脳内に老人斑と呼ばれる、βーアミロイドの集合体ができるアルツハイマー病ですが、その老人斑からAGEが大量に検出されています。リコード法の所でも書きましたが、糖質の過剰摂取は認知症リスクを跳ね上げます。
もちろん、日本人に予備軍も含めて2000万人いると言われる糖尿病では、AGEが体内に蓄積されやすく、糖尿病性神経障害、糖尿病性網膜症 糖尿病性腎症などの合併症の確率が上昇し、下肢切断や失明、透析などに繋がりやすくなるのです。
さて、本当に恐ろしい糖化ですが、今自分に糖化が起こっているかどうか、簡単に分かる方法があります。

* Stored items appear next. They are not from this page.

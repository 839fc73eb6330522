//! HTTP client for the local companion service.
//!
//! The service exposes `GET /status`, `POST /copy-image` and `POST /paste-url`.
//! Every call carries its own timeout; the caller picks it so that liveness
//! hints can shorten a push to a service believed to be down.

use crate::FerryError;
use serde::{Deserialize, Serialize};
use std::time::Duration;

/// Body sent to `/copy-image`.
#[derive(Clone, Debug, Serialize, PartialEq)]
#[serde(rename_all = "camelCase")]
pub struct ImagePush<'a> {
    pub image_url: &'a str,
    pub filename: &'a str,
    /// Unix milliseconds.
    pub timestamp: i64,
    pub source: &'a str,
}

/// Body sent to `/paste-url`.
#[derive(Clone, Debug, Serialize, PartialEq)]
pub struct LinkPush<'a> {
    pub url: &'a str,
    pub timestamp: i64,
    pub source: &'a str,
}

/// What the service answers on a successful push.
#[derive(Clone, Debug, Default, Deserialize, PartialEq)]
pub struct Acknowledgement {
    #[serde(default)]
    pub filename: Option<String>,
    #[serde(default)]
    pub success: Option<bool>,
    #[serde(default)]
    pub message: Option<String>,
}

#[derive(Clone, Debug)]
pub struct CompanionClient {
    base_url: String,
    client: reqwest::Client,
}

impl CompanionClient {
    /// Create a new client instance.
    ///
    /// # Arguments
    /// * `base_url` - The companion service root (e.g., "http://localhost:8590")
    pub fn new(base_url: &str) -> Self {
        let client = reqwest::Client::builder()
            .build()
            .expect("reqwest client build should not fail");
        Self::with_client(client, base_url)
    }

    /// Reuse an existing connection pool.
    pub fn with_client(client: reqwest::Client, base_url: &str) -> Self {
        Self {
            base_url: base_url.trim_end_matches('/').to_string(),
            client,
        }
    }

    pub fn base_url(&self) -> &str {
        &self.base_url
    }

    /// `GET /status`; any 2xx counts as alive.
    pub async fn status(&self, timeout: Duration) -> Result<(), FerryError> {
        let url = format!("{}/status", self.base_url);
        let resp = self.client.get(url).timeout(timeout).send().await?;
        if !resp.status().is_success() {
            return Err(self.error_from_response(resp).await);
        }
        Ok(())
    }

    pub async fn push_image(
        &self,
        body: &ImagePush<'_>,
        timeout: Duration,
    ) -> Result<Acknowledgement, FerryError> {
        let url = format!("{}/copy-image", self.base_url);
        let request = self.client.post(url).timeout(timeout).json(body);
        self.execute_ack(request).await
    }

    pub async fn push_link(
        &self,
        body: &LinkPush<'_>,
        timeout: Duration,
    ) -> Result<Acknowledgement, FerryError> {
        let url = format!("{}/paste-url", self.base_url);
        let request = self.client.post(url).timeout(timeout).json(body);
        self.execute_ack(request).await
    }

    /// Execute a push and insist on a JSON object acknowledgement that does
    /// not explicitly report failure.
    async fn execute_ack(
        &self,
        request: reqwest::RequestBuilder,
    ) -> Result<Acknowledgement, FerryError> {
        let resp = request.send().await?;
        if !resp.status().is_success() {
            return Err(self.error_from_response(resp).await);
        }
        let value: serde_json::Value = resp.json().await?;
        if !value.is_object() {
            return Err(FerryError::Refused(
                "acknowledgement is not a JSON object".into(),
            ));
        }
        let ack: Acknowledgement = serde_json::from_value(value)?;
        if ack.success == Some(false) {
            let reason = ack
                .message
                .clone()
                .unwrap_or_else(|| "service reported failure".into());
            return Err(FerryError::Refused(reason));
        }
        Ok(ack)
    }

    /// Extract error information from a failed response.
    async fn error_from_response(&self, resp: reqwest::Response) -> FerryError {
        let status = resp.status().as_u16();
        let body = resp.text().await.unwrap_or_default();
        let body_snippet: String = body.chars().take(256).collect();
        FerryError::Status {
            status,
            body: body_snippet,
        }
    }
}

#[cfg(test)]
mod tests {
    use super::*;

    #[test]
    fn image_push_uses_camel_case_fields() {
        let body = ImagePush {
            image_url: "https://x/y.png",
            filename: "browser_1.png",
            timestamp: 42,
            source: "media-ferry",
        };
        let v = serde_json::to_value(&body).unwrap();
        assert_eq!(v["imageUrl"], "https://x/y.png");
        assert_eq!(v["filename"], "browser_1.png");
        assert_eq!(v["timestamp"], 42);
    }

    #[test]
    fn acknowledgement_fields_are_optional() {
        let ack: Acknowledgement = serde_json::from_str("{}").unwrap();
        assert_eq!(ack, Acknowledgement::default());
        let ack: Acknowledgement =
            serde_json::from_str(r#"{"success":true,"filename":"a.png","path":"/x"}"#).unwrap();
        assert_eq!(ack.filename.as_deref(), Some("a.png"));
        assert_eq!(ack.success, Some(true));
    }

    #[test]
    fn base_url_trailing_slash_is_trimmed() {
        let client = CompanionClient::new("http://localhost:8590/");
        assert_eq!(client.base_url(), "http://localhost:8590");
    }
}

「食後2時間ぐらいで空腹感を感じる」かどうかです!これはインスリンの大量分泌をもたらすような、食事の仕方を示し、糖化の危険信号なのです。
通常、食後30分ほどで、次第に血糖値が上がり始め、インスリンが分泌されますが、過剰に糖質を摂取すると、急激な高血糖に対してインスリンが過剰に分泌されてしまいます。その結果、2時間後には、血糖値が急に下がり始めて低血糖となり、空腹感が刺激されてしまうのです。
ここで甘いお菓子や、手軽な菓子パンやスナックなどのジャンクフードなどに手を出すのは最悪の選択です。血糖値は再び急上昇し、AGEsを絶え間なく製造することになってしまうのです。血糖の乱高下からインスリン抵抗性も上昇し、糖尿病をはじめとする様々な生活習慣病にまっしぐらです。
もっとマイルドなサインとしては、「食後2時間ぐらいで眠気を感じる」です。これも、同じ理由で、低血糖になると眠たくなるのです。お昼過ぎに眠くなるのは、お昼に糖質を取り過ぎている可能性が高いです。蒼野も、お昼過ぎには起きているのが大変でしたが、糖質制限をするようになってから、昼からもバリバリ仕事ができるようになりました。
現代社会で、普通に食べていると、糖化は避けては通れない問題であることが分かっていただけたでしょうか? 次回は糖化を起こしにくい生活習慣に関してお伝えしたいと思います。頭では分かっていても、スイーツや、どんぶりご飯が大好きな蒼野でした。